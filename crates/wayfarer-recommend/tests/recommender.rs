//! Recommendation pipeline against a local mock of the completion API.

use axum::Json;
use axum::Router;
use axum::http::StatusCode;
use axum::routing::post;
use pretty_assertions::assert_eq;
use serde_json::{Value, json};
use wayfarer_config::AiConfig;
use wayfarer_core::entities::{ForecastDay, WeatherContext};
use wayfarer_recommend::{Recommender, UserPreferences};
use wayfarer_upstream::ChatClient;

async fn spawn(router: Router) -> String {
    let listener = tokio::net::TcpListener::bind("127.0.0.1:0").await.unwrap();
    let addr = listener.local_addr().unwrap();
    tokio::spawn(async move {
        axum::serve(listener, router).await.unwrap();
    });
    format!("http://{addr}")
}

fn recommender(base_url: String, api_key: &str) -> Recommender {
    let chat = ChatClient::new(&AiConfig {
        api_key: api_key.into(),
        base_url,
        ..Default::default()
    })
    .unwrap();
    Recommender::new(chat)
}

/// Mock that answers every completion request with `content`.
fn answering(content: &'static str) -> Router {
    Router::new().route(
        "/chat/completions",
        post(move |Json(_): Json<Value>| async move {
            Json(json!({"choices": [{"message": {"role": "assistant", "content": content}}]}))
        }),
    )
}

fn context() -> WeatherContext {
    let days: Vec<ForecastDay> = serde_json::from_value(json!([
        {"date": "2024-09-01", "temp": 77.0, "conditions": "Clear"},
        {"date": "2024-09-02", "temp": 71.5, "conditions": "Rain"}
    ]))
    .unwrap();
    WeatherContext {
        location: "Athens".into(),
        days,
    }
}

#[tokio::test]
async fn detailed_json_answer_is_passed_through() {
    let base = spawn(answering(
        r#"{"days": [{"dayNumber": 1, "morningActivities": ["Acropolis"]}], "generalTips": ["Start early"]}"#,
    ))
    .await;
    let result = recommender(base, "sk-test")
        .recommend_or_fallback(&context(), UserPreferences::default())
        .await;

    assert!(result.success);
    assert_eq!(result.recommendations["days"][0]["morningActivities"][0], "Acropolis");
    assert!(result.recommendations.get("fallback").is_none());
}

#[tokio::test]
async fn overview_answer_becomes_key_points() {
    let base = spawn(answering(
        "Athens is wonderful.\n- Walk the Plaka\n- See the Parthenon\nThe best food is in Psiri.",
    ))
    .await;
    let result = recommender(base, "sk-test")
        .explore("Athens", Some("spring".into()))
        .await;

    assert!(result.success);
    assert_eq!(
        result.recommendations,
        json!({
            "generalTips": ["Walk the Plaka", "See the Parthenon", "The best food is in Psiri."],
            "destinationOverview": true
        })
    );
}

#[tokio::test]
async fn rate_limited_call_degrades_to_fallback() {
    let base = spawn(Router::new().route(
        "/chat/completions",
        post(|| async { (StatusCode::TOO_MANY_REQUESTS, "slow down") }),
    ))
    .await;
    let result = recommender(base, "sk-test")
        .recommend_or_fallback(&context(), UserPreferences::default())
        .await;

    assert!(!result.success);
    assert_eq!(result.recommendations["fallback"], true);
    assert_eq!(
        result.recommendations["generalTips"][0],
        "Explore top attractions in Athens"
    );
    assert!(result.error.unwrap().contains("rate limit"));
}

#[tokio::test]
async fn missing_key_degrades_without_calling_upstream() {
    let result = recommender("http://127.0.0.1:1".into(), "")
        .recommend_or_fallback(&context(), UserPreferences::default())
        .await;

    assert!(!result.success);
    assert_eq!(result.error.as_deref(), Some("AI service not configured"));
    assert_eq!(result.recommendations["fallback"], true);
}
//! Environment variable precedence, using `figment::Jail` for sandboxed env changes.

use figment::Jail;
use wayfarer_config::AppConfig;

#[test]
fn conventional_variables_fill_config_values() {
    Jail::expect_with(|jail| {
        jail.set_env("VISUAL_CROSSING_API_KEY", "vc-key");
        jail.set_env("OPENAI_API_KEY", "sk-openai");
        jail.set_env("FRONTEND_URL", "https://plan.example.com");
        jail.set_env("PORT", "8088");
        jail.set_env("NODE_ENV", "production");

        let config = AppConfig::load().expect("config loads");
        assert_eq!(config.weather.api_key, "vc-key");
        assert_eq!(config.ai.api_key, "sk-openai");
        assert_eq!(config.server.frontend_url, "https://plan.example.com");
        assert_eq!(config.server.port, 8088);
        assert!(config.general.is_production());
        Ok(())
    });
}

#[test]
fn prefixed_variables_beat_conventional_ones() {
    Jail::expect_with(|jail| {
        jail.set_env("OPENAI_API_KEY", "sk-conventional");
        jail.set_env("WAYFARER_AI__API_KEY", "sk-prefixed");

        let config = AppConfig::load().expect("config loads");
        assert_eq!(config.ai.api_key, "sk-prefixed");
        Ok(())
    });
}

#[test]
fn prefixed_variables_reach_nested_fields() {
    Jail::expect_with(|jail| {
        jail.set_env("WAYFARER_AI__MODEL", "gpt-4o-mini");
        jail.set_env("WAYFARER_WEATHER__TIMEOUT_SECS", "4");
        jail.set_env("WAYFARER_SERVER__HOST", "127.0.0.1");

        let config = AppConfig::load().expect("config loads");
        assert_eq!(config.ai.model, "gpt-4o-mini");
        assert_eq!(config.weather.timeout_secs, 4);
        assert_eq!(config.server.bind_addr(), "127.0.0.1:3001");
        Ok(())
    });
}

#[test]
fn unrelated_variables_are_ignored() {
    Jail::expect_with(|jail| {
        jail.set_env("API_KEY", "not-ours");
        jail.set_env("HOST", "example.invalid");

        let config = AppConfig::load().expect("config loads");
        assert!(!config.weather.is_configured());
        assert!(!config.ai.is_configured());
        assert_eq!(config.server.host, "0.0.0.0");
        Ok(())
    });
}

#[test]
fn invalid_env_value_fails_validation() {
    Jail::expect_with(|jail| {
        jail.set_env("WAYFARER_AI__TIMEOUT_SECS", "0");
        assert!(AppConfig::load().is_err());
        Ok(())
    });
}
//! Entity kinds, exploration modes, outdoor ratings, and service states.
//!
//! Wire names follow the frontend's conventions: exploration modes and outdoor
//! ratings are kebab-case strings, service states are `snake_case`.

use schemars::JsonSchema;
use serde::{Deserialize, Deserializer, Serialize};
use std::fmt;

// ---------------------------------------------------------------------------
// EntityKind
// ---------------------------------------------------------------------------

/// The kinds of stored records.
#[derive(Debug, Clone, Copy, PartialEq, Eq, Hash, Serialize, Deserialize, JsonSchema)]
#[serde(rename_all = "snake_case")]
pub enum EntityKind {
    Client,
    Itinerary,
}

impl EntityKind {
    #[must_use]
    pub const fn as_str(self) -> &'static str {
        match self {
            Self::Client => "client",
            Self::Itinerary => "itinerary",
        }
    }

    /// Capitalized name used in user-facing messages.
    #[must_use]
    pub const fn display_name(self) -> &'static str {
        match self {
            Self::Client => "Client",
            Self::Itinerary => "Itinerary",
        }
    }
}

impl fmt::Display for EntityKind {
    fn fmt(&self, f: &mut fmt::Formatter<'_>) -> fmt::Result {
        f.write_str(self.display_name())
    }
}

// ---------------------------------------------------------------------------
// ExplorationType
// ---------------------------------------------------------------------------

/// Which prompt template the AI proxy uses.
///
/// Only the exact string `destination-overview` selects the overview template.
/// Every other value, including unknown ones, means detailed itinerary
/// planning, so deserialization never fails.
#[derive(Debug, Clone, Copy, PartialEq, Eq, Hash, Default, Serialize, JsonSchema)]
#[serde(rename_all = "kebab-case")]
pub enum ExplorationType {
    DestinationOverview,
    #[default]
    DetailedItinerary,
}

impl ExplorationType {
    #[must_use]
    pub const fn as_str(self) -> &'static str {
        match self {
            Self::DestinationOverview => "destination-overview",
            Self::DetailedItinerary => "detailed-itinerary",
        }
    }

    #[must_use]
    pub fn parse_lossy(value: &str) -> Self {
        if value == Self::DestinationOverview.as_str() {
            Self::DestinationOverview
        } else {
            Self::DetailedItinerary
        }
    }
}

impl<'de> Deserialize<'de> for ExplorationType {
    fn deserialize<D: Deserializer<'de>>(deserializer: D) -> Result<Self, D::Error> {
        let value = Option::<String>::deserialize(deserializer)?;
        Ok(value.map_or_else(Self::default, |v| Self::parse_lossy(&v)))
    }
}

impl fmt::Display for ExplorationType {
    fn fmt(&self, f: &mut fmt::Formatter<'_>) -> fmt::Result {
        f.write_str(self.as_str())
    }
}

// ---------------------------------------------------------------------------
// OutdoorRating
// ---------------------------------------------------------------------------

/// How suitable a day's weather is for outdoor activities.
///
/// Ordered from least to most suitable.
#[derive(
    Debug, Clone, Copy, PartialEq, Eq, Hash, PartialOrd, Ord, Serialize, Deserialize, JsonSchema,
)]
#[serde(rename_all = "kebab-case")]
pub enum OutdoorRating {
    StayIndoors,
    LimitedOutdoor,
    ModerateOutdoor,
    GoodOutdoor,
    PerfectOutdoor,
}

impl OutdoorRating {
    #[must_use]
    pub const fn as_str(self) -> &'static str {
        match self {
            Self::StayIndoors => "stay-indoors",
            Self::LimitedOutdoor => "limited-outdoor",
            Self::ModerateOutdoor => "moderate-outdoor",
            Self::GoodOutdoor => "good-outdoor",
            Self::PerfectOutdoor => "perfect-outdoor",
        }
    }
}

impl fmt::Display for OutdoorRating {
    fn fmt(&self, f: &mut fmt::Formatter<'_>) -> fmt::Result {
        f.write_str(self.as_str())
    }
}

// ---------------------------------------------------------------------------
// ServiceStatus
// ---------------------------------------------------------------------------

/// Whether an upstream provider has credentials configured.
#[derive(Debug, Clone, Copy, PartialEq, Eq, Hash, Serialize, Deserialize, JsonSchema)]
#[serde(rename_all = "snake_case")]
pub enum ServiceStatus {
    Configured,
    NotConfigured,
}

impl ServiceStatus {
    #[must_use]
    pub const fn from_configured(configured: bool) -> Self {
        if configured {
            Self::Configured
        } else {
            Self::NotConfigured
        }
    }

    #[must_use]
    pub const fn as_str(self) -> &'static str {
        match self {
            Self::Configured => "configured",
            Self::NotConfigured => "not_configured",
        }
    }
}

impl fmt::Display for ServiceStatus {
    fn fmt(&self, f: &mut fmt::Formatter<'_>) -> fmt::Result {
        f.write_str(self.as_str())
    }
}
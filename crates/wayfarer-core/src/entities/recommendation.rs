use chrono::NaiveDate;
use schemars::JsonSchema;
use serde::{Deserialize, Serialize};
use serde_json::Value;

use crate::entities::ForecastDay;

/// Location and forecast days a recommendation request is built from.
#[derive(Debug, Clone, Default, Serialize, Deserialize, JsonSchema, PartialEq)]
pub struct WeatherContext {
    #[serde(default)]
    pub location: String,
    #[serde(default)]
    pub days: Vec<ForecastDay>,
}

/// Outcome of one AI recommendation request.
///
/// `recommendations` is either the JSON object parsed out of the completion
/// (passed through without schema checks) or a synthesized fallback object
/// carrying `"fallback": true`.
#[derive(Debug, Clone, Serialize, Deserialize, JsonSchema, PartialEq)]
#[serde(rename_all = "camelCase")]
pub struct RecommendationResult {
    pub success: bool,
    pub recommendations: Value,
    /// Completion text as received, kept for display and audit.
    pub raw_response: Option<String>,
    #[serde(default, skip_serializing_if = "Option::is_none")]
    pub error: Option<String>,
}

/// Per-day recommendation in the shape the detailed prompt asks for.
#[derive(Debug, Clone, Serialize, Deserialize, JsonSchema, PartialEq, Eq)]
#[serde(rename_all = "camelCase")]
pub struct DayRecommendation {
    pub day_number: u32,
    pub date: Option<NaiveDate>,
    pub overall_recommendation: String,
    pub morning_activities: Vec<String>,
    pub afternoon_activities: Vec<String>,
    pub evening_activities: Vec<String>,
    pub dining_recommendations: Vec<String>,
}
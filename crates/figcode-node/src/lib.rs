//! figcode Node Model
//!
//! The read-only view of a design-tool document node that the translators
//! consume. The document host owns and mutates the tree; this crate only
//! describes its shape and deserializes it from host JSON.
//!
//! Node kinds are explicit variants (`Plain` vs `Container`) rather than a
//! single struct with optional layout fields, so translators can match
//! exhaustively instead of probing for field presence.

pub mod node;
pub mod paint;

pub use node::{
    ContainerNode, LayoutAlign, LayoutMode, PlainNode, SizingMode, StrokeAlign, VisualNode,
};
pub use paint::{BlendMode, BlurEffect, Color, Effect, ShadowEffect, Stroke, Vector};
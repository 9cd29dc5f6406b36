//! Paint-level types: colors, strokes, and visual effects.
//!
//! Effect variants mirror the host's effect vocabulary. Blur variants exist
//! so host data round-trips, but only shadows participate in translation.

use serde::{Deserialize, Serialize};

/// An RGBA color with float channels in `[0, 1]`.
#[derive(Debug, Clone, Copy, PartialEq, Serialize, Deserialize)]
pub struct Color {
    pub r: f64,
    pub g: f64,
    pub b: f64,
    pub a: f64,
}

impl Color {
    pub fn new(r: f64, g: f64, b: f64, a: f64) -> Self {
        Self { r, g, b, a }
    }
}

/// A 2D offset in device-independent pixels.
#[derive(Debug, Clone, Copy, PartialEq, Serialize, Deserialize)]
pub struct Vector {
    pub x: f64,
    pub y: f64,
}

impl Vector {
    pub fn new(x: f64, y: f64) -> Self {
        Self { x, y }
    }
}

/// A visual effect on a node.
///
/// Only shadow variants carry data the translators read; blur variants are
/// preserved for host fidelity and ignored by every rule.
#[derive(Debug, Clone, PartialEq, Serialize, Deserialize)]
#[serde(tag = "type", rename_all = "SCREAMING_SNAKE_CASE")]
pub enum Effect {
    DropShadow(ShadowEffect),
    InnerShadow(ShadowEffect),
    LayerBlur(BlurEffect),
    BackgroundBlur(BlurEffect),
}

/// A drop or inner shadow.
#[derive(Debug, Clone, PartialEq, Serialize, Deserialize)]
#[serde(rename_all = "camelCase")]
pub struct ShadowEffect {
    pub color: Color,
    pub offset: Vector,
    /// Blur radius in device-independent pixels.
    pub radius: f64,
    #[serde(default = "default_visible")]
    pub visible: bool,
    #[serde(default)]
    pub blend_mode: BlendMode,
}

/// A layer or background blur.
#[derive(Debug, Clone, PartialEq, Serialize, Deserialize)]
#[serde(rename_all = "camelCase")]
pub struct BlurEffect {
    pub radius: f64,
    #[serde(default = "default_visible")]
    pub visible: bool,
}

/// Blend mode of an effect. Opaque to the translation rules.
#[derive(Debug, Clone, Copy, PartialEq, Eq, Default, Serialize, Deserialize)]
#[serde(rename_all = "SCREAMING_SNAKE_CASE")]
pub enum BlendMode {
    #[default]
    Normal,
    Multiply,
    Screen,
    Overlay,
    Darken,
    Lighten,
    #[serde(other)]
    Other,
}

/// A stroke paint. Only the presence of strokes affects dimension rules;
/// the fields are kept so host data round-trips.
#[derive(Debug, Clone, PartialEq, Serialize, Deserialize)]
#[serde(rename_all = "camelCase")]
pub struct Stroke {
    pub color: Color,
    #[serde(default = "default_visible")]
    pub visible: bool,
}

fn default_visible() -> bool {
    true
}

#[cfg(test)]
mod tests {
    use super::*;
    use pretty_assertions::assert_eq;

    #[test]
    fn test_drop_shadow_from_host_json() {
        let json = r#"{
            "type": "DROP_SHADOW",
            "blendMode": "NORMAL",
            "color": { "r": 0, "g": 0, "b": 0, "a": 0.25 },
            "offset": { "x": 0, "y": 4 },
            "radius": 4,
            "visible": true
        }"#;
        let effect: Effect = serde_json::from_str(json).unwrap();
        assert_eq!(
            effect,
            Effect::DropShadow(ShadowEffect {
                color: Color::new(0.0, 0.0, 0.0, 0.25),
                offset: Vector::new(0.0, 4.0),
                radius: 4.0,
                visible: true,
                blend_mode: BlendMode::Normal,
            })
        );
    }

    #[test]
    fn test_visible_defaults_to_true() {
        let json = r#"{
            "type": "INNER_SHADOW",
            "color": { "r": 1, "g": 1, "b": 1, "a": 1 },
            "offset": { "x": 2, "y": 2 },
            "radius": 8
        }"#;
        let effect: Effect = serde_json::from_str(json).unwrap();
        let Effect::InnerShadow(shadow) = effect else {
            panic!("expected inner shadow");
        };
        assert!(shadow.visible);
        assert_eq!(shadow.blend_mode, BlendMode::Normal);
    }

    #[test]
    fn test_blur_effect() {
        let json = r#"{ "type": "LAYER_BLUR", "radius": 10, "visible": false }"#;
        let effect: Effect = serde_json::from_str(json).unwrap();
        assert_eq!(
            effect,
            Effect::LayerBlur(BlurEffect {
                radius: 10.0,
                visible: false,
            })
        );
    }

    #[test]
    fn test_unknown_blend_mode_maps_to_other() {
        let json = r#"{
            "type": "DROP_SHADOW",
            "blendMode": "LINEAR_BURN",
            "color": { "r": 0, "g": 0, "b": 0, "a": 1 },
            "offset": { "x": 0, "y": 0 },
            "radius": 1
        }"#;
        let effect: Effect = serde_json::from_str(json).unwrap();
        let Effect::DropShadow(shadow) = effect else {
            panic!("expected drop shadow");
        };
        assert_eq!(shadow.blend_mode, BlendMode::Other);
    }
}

- _EXERCISE AIM_
Find the word "generalTips" in the data and show each line that holds it.

- _ANSWER FOR THE TASK_
        r#"{"days": [{"dayNumber": 1, "morningActivities": ["Acropolis"]}], "generalTips": ["Start early"]}"#,
            "generalTips": ["Walk the Plaka", "See the Parthenon", "The best food is in Psiri."],
        result.recommendations["generalTips"][0],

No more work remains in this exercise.